The records below hold a stretch from the line with "pub fn from_rows(fuel: FuelType, rows: Vec<Row>)" through the line with "year && r.geography == geography)"; return exactly those lines, ends included, and nothing more.

* Records for the task:
== Segment start ==

//! In-memory emissions table
//!
//! One `EmissionsTable` per fuel type, built once at startup and read-only
//! afterwards. Rows are keyed by (political geography, year); cells are
//! `Option<f64>` because an absent observation is not zero - the shaping
//! transforms depend on that distinction to omit points rather than render
//! them at zero.

use crate::dataset::schema::FuelType;

/// One observation row: a geography/year pair plus the value columns in
/// schema order.
#[derive(Debug, Clone)]
pub struct Row {
    pub geography: String,
    pub year: i32,
    pub values: Vec<Option<f64>>,
}

/// Immutable wide table for one fuel type.
#[derive(Debug, Clone)]
pub struct EmissionsTable {
    fuel: FuelType,
    rows: Vec<Row>,
}

impl EmissionsTable {
    /// Build a table from already-canonicalized rows. Rows whose value
    /// count does not match the fuel type's schema are a caller bug.
    pub fn from_rows(fuel: FuelType, rows: Vec<Row>) -> Self {
        debug_assert!(rows
            .iter()
            .all(|r| r.values.len() == fuel.columns().len()));
        EmissionsTable { fuel, rows }
    }

    pub fn fuel(&self) -> FuelType {
        self.fuel
    }

    /// Canonical value columns, in order.
    pub fn columns(&self) -> &'static [&'static str] {
        self.fuel.columns()
    }

    pub fn column_index(&self, column: &str) -> Option<usize> {
        self.columns().iter().position(|c| *c == column)
    }

    pub fn rows(&self) -> &[Row] {
        &self.rows
    }

    /// Value of `column` for one (geography, year) cell. `None` covers
    /// unknown keys, unknown columns, and absent observations alike.
    pub fn value(&self, geography: &str, year: i32, column: &str) -> Option<f64> {
        let idx = self.column_index(column)?;
        self.rows
            .iter()
            .find(|r| r.year == year && r.geography == geography)
            .and_then(|r| r.values[idx])
    }

    /// Maximum observed value of `column` across every row and every year.
    /// `None` when the column is unknown or has no observations at all.
    pub fn column_max(&self, column: &str) -> Option<f64> {
        let idx = self.column_index(column)?;
        self.rows
            .iter()
            .filter_map(|r| r.values[idx])
            .fold(None, |acc, v| {
                Some(match acc {
                    Some(m) if m >= v => m,
                    _ => v,
                })
            })
    }

    /// Distinct years, sorted ascending.
    pub fn years(&self) -> Vec<i32> {
        let mut years: Vec<i32> = self.rows.iter().map(|r| r.year).collect();
        years.sort_unstable();
        years.dedup();
        years
    }

    /// Latest year with any data, if the table is non-empty.
    pub fn latest_year(&self) -> Option<i32> {
        self.rows.iter().map(|r| r.year).max()
    }

    /// Distinct geographies in first-appearance order (the sheet groups
    /// rows by geography, so this preserves the source ordering).
    pub fn geographies(&self) -> Vec<&str> {
        let mut seen = std::collections::HashSet::new();
        self.rows
            .iter()
            .filter(|r| seen.insert(r.geography.as_str()))
            .map(|r| r.geography.as_str())
            .collect()
    }

    /// Rows for one geography, in year order as stored.
    pub fn rows_for<'a>(&'a self, geography: &'a str) -> impl Iterator<Item = &'a Row> + 'a {
        self.rows.iter().filter(move |r| r.geography == geography)
    }
}

#[cfg(test)]
pub(crate) mod fixtures {
    use super::*;
    use crate::dataset::schema::{FuelType, PHASE_COLUMNS, TOTALS_COLUMNS};

    /// Build a row with every value column set to `fill`, then override
    /// named columns. Keeps fixture tables readable in transform tests.
    pub fn row(
        fuel: FuelType,
        geography: &str,
        year: i32,
        fill: Option<f64>,
        overrides: &[(&str, Option<f64>)],
    ) -> Row {
        let columns = fuel.columns();
        let mut values = vec![fill; columns.len()];
        for (col, v) in overrides {
            let idx = columns
                .iter()
                .position(|c| c == col)
                .unwrap_or_else(|| panic!("unknown column {:?}", col));
            values[idx] = *v;
        }
        Row {
            geography: geography.to_string(),
            year,
            values,
        }
    }

    pub fn phase_table(fuel: FuelType, rows: Vec<Row>) -> EmissionsTable {
        assert!(matches!(
            fuel.columns(),
            cols if cols == PHASE_COLUMNS || cols == TOTALS_COLUMNS
        ));
        EmissionsTable::from_rows(fuel, rows)
    }
}
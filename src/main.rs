use cdiac_dash::dataset::schema::FuelType;
use cdiac_dash::dataset::Dataset;
use cdiac_dash::export;
use clap::{Parser, Subcommand};
use std::path::PathBuf;
use std::process;

#[derive(Parser, Debug)]
#[command(name = "cdiac-dash")]
#[command(author, version, about = "Explore CO₂-emissions statistics from fossil-fuel energy data")]
struct Args {
    #[command(subcommand)]
    command: Command,

    /// Only show errors
    #[arg(short, long, global = true)]
    quiet: bool,
}

#[derive(Subcommand, Debug)]
enum Command {
    /// Start the interactive dashboard in the browser
    Serve {
        /// Path to the emissions workbook (.xlsx)
        data: PathBuf,

        /// Port to listen on
        #[arg(short, long, default_value = "3001")]
        port: u16,
    },

    /// Export one emissions table to CSV or JSON
    Export {
        /// Path to the emissions workbook (.xlsx)
        data: PathBuf,

        /// Table to export: totals, solids, liquids, gases
        #[arg(long, default_value = "totals", value_parser = parse_fuel)]
        fuel: FuelType,

        /// Keep only this political geography's rows
        #[arg(long)]
        geography: Option<String>,

        /// Output file (.csv, .json); default is a timestamped CSV
        #[arg(short, long)]
        output: Option<PathBuf>,
    },

    /// Print a table excerpt to the terminal
    Table {
        /// Path to the emissions workbook (.xlsx)
        data: PathBuf,

        /// Table to show: totals, solids, liquids, gases
        #[arg(long, default_value = "totals", value_parser = parse_fuel)]
        fuel: FuelType,

        /// Keep only this political geography's rows
        #[arg(long)]
        geography: Option<String>,

        /// Maximum rows to print
        #[arg(short, long, default_value = "20")]
        limit: usize,
    },
}

fn parse_fuel(raw: &str) -> Result<FuelType, String> {
    match raw.to_ascii_lowercase().as_str() {
        "totals" | "total" => Ok(FuelType::Totals),
        "solids" | "solid" => Ok(FuelType::Solids),
        "liquids" | "liquid" => Ok(FuelType::Liquids),
        "gases" | "gas" => Ok(FuelType::Gases),
        other => Err(format!(
            "unknown fuel type {:?} (expected totals, solids, liquids, or gases)",
            other
        )),
    }
}

fn load_dataset(path: &PathBuf, quiet: bool) -> Dataset {
    if !quiet {
        eprintln!("Loading {}...", path.display());
    }
    match Dataset::load(path) {
        Ok(dataset) => {
            if !quiet {
                if let Some(year) = dataset.latest_year() {
                    eprintln!("\x1b[32m✓\x1b[0m Loaded four tables, data through {}", year);
                }
            }
            dataset
        }
        Err(e) => {
            eprintln!("\x1b[31m✗\x1b[0m Failed to load dataset: {}", e);
            process::exit(1);
        }
    }
}

fn main() {
    let args = Args::parse();

    match args.command {
        Command::Serve { data, port } => {
            let dataset = load_dataset(&data, args.quiet);
            if let Err(e) = cdiac_dash::serve::start(port, dataset) {
                eprintln!("Server error: {}", e);
                process::exit(1);
            }
        }

        Command::Export {
            data,
            fuel,
            geography,
            output,
        } => {
            let dataset = load_dataset(&data, args.quiet);
            let view = export::table_view(dataset.table(fuel), geography.as_deref());
            let output =
                output.unwrap_or_else(|| PathBuf::from(export::default_filename(fuel, "csv")));
            if let Err(e) = export::write(&output, &view) {
                eprintln!("\x1b[31m✗\x1b[0m Export failed: {}", e);
                process::exit(1);
            }
            if !args.quiet {
                eprintln!(
                    "\x1b[32m✓\x1b[0m Wrote {} row(s) to {}",
                    view.rows.len(),
                    output.display()
                );
            }
        }

        Command::Table {
            data,
            fuel,
            geography,
            limit,
        } => {
            let dataset = load_dataset(&data, args.quiet);
            let view = export::table_view(dataset.table(fuel), geography.as_deref());
            print_excerpt(&view, limit);
        }
    }
}

fn print_excerpt(view: &export::TableView, limit: usize) {
    // Wide tables don't fit a terminal; show the key columns plus the
    // first few value columns.
    let shown = view.columns.len().min(4);
    let mut header = format!("{:<40} {:>6}", "Political Geography", "Year");
    for column in &view.columns[..shown] {
        header.push_str(&format!(" {:>24}", truncate(column, 24)));
    }
    println!("{}", header);
    println!("{}", "─".repeat(header.chars().count()));

    for row in view.rows.iter().take(limit) {
        let mut line = format!("{:<40} {:>6}", truncate(&row.geography, 40), row.year);
        for value in row.values.iter().take(shown) {
            match value {
                Some(v) => line.push_str(&format!(" {:>24.3}", v)),
                None => line.push_str(&format!(" {:>24}", "·")),
            }
        }
        println!("{}", line);
    }

    if view.rows.len() > limit {
        println!("… {} more row(s)", view.rows.len() - limit);
    }
}

fn truncate(raw: &str, max: usize) -> String {
    if raw.chars().count() <= max {
        raw.to_string()
    } else {
        let cut: String = raw.chars().take(max - 1).collect();
        format!("{}…", cut)
    }
}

== Segment end ==

* Task output:
    pub fn from_rows(fuel: FuelType, rows: Vec<Row>) -> Self {
        debug_assert!(rows
            .iter()
            .all(|r| r.values.len() == fuel.columns().len()));
        EmissionsTable { fuel, rows }
    }

    pub fn fuel(&self) -> FuelType {
        self.fuel
    }

    /// Canonical value columns, in order.
    pub fn columns(&self) -> &'static [&'static str] {
        self.fuel.columns()
    }

    pub fn column_index(&self, column: &str) -> Option<usize> {
        self.columns().iter().position(|c| *c == column)
    }

    pub fn rows(&self) -> &[Row] {
        &self.rows
    }

    /// Value of `column` for one (geography, year) cell. `None` covers
    /// unknown keys, unknown columns, and absent observations alike.
    pub fn value(&self, geography: &str, year: i32, column: &str) -> Option<f64> {
        let idx = self.column_index(column)?;
        self.rows
            .iter()
            .find(|r| r.year == year && r.geography == geography)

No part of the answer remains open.